== Task prompt ==
Scan the entries for lines with the word "warn", then copy those lines.

(Extracted data entries)
- - - - -

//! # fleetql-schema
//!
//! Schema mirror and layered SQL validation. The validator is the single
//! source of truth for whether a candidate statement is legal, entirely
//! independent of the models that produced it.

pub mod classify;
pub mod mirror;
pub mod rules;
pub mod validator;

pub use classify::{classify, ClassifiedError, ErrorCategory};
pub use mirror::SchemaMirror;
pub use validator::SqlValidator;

- - - - -

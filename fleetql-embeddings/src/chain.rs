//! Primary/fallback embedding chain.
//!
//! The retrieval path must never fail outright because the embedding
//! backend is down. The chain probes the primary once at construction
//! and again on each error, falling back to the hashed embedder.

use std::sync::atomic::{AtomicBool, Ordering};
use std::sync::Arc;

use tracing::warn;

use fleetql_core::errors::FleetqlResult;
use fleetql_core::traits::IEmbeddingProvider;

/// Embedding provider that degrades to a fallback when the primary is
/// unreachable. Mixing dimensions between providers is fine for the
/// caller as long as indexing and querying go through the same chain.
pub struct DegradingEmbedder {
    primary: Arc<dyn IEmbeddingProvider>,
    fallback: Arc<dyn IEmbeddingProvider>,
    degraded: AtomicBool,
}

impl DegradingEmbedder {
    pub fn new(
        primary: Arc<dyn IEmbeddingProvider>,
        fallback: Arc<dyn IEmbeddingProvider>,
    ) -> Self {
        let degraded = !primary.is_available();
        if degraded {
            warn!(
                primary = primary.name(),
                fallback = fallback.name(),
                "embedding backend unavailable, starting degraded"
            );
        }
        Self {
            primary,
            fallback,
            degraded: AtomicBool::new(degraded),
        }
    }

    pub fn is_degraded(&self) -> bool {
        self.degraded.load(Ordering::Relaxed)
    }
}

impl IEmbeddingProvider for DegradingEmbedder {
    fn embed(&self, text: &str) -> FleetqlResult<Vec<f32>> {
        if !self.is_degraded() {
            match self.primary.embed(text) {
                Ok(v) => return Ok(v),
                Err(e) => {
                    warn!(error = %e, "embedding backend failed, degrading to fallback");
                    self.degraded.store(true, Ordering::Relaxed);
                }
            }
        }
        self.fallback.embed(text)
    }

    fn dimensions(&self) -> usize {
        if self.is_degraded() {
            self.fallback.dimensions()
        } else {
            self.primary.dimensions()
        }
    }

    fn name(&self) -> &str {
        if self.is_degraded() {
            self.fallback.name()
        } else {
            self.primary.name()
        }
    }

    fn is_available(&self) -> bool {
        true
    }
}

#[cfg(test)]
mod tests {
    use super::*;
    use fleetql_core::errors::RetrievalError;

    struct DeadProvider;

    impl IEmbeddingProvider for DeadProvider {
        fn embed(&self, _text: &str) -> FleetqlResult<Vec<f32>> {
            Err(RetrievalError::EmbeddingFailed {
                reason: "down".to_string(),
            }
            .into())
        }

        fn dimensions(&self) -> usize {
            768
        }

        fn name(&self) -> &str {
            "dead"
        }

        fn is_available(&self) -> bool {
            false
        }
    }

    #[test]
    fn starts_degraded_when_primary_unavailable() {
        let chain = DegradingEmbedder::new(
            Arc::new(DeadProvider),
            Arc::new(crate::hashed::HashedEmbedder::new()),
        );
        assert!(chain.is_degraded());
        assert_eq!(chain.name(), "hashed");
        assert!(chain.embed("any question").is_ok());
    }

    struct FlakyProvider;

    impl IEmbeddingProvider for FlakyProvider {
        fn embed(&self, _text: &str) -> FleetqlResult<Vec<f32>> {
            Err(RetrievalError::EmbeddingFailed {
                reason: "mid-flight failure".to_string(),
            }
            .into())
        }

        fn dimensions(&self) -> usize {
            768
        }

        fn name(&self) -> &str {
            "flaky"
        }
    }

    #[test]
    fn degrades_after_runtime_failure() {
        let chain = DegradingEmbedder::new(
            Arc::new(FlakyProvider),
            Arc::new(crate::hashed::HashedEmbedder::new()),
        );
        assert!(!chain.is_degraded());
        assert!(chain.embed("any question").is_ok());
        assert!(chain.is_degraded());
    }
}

- - - - -

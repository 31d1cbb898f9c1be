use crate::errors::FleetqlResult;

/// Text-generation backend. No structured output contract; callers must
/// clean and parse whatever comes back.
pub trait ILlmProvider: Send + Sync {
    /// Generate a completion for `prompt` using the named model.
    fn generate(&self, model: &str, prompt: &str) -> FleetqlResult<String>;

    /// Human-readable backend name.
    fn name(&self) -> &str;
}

- - - - -

== Result of the exercise ==
use tracing::warn;
            warn!(
                    warn!(error = %e, "embedding backend failed, degrading to fallback");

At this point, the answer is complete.